Te levantas del sofá y el salón se inclina un segundo. O abres los ojos por la mañana, giras la cabeza sobre la almohada y de pronto la habitación empieza a dar vueltas como si estuvieras en una atracción de feria. Puede durar diez segundos o diez minutos, pero deja el mismo poso: miedo a que vuelva a pasar, a que ocurra conduciendo, en la calle o mientras bajas unas escaleras.

En Neuromed vemos a muchas personas que llevan meses diciendo «me mareo» sin que nadie les haya preguntado qué sienten exactamente. Y esa pregunta es la que más información aporta. Porque mareo y vértigo no son sinónimos: describen sensaciones distintas, se originan en sistemas distintos y, sobre todo, se estudian y se tratan de forma distinta.
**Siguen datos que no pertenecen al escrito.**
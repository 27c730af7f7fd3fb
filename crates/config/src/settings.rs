// SPDX-License-Identifier: BUSL-1.1
// Copyright (c) 2026 Alfred Jean LLC

//! Scheduler settings from the `scheduler` table.

use serde::{Deserialize, Serialize};
use std::time::Duration;

/// Per-job wall-clock budget.
pub const DEFAULT_TIMEOUT_SECS: u64 = 2 * 60 * 60;

/// Bounds of the random delay before each parallel job starts.
pub const DEFAULT_JITTER_MIN_SECS: f64 = 2.0;
pub const DEFAULT_JITTER_MAX_SECS: f64 = 30.0;

/// Artifacts at or below this size count as "no finding".
pub const DEFAULT_ARTIFACT_MIN_BYTES: u64 = 1000;

/// Scheduling knobs. Every field is optional in the file.
#[derive(Debug, Clone, PartialEq, Serialize, Deserialize)]
#[serde(default)]
pub struct SchedulerSettings {
    pub timeout_secs: u64,
    pub jitter_min_secs: f64,
    pub jitter_max_secs: f64,
    pub artifact_min_bytes: u64,
    /// Prepend a virtual display wrapper when no display is available.
    pub display_wrapper: bool,
}

impl Default for SchedulerSettings {
    fn default() -> Self {
        Self {
            timeout_secs: DEFAULT_TIMEOUT_SECS,
            jitter_min_secs: DEFAULT_JITTER_MIN_SECS,
            jitter_max_secs: DEFAULT_JITTER_MAX_SECS,
            artifact_min_bytes: DEFAULT_ARTIFACT_MIN_BYTES,
            display_wrapper: true,
        }
    }
}

impl SchedulerSettings {
    pub fn timeout(&self) -> Duration {
        Duration::from_secs(self.timeout_secs)
    }

    /// Jitter bounds as durations.
    pub fn jitter(&self) -> (Duration, Duration) {
        (
            Duration::try_from_secs_f64(self.jitter_min_secs).unwrap_or_default(),
            Duration::try_from_secs_f64(self.jitter_max_secs).unwrap_or_default(),
        )
    }

    pub(crate) fn validate(&self) -> Result<(), String> {
        let (min, max) = (self.jitter_min_secs, self.jitter_max_secs);
        if !min.is_finite() || !max.is_finite() || min < 0.0 || max < 0.0 {
            return Err(format!(
                "jitter bounds must be non-negative numbers, got {min}..{max}"
            ));
        }
        if min > max {
            return Err(format!("jitter_min_secs ({min}) exceeds jitter_max_secs ({max})"));
        }
        if self.timeout_secs == 0 {
            return Err("timeout_secs must be greater than zero".to_string());
        }
        Ok(())
    }
}
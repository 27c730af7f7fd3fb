// SPDX-License-Identifier: BUSL-1.1
// Copyright (c) 2026 Alfred Jean LLC

//! Captured tracing output for adapter tests

use std::sync::{Arc, Mutex};
use tracing_subscriber::fmt::MakeWriter;

/// A writer that captures log output for testing
#[derive(Clone, Default)]
struct CapturedLogs {
    logs: Arc<Mutex<Vec<u8>>>,
}

impl CapturedLogs {
    fn contents(&self) -> String {
        let logs = self.logs.lock().unwrap();
        String::from_utf8_lossy(&logs).to_string()
    }
}

impl std::io::Write for CapturedLogs {
    fn write(&mut self, buf: &[u8]) -> std::io::Result<usize> {
        self.logs.lock().unwrap().extend_from_slice(buf);
        Ok(buf.len())
    }

    fn flush(&mut self) -> std::io::Result<()> {
        Ok(())
    }
}

impl<'a> MakeWriter<'a> for CapturedLogs {
    type Writer = CapturedLogs;

    fn make_writer(&'a self) -> Self::Writer {
        self.clone()
    }
}

/// Run a test with captured tracing output
pub(crate) fn with_tracing<F, Fut>(f: F) -> (String, Fut::Output)
where
    F: FnOnce() -> Fut,
    Fut: std::future::Future,
{
    let logs = CapturedLogs::default();

    let subscriber = tracing_subscriber::fmt()
        .with_max_level(tracing::Level::TRACE)
        .with_writer(logs.clone())
        .with_ansi(false)
        .without_time()
        .finish();

    let result = tracing::subscriber::with_default(subscriber, || {
        tokio::runtime::Builder::new_current_thread()
            .enable_all()
            .build()
            .unwrap()
            .block_on(f())
    });

    (logs.contents(), result)
}

/// Assert that captured logs contain the expected substring
pub(crate) fn assert_log(logs: &str, label: &str, expected: &str) {
    assert!(logs.contains(expected), "Should log {label}. Logs:\n{logs}");
}
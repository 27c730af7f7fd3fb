// SPDX-License-Identifier: BUSL-1.1
// Copyright (c) 2026 Alfred Jean LLC

// Allow panic!/unwrap/expect in test code
#![cfg_attr(test, allow(clippy::panic))]
#![cfg_attr(test, allow(clippy::unwrap_used))]
#![cfg_attr(test, allow(clippy::expect_used))]
// Enable coverage(off) attribute for excluding test infrastructure
#![cfg_attr(coverage_nightly, feature(coverage_attribute))]

//! Adapters for external I/O

pub mod display;
pub mod report;
pub mod subprocess;
pub mod tool;
pub mod traced;

#[cfg(test)]
mod test_tracing;

pub use display::{detect_display_wrapper, DISPLAY_WRAPPER};
pub use report::{BatchBanner, LogReporter, Reporter};
pub use subprocess::{
    exit_code, is_executable, run_with_timeout, RunError, HEALTH_CHECK_TIMEOUT, TOOL_TIMEOUT,
};
pub use tool::{SystemToolRunner, ToolOutput, ToolRunner};
pub use traced::TracedTool;

// Test support - only compiled for tests or when explicitly requested
#[cfg(any(test, feature = "test-support"))]
pub use report::{FakeReporter, ReportEvent};
#[cfg(any(test, feature = "test-support"))]
pub use tool::{FakeResponse, FakeToolRunner, ToolCall};
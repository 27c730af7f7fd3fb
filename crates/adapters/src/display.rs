// SPDX-License-Identifier: BUSL-1.1
// Copyright (c) 2026 Alfred Jean LLC

//! Virtual display detection for headless hosts

use crate::subprocess::is_executable;
use std::ffi::OsString;

/// Program that provides a throwaway X server for one command.
pub const DISPLAY_WRAPPER: &str = "xvfb-run";

/// Argv prefix that gives the tool a virtual display, if one is needed.
///
/// Returns `[<path to xvfb-run>, "-a"]` on Linux when `DISPLAY` is unset or
/// empty and `xvfb-run` is on `PATH`; `None` otherwise.
pub fn detect_display_wrapper() -> Option<Vec<String>> {
    detect_with(
        cfg!(target_os = "linux"),
        std::env::var_os("DISPLAY"),
        std::env::var_os("PATH"),
    )
}

pub(crate) fn detect_with(
    is_linux: bool,
    display: Option<OsString>,
    path: Option<OsString>,
) -> Option<Vec<String>> {
    if !is_linux || display.is_some_and(|d| !d.is_empty()) {
        return None;
    }
    let path = path?;
    let Some(wrapper) = std::env::split_paths(&path)
        .map(|dir| dir.join(DISPLAY_WRAPPER))
        .find(|candidate| is_executable(candidate))
    else {
        tracing::debug!("no display and {} not on PATH", DISPLAY_WRAPPER);
        return None;
    };
    Some(vec![wrapper.display().to_string(), "-a".to_string()])
}

#[cfg(test)]
#[path = "display_tests.rs"]
mod tests;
Confundirlos es la razón más común de que alguien pase por tres consultas sin una respuesta clara.
Si te has preguntado alguna vez cuál es la diferencia entre mareo y vértigo, aquí tienes las claves que usamos para orientar el diagnóstico, las causas más frecuentes de cada uno y las señales que no conviene dejar pasar.
Mareo y vértigo: por qué no son lo mismo
La palabra «mareo» funciona en el lenguaje cotidiano como un cajón de sastre. Bajo ese término conviven al menos cuatro sensaciones muy diferentes, y describir la tuya con precisión es el primer paso del diagnóstico.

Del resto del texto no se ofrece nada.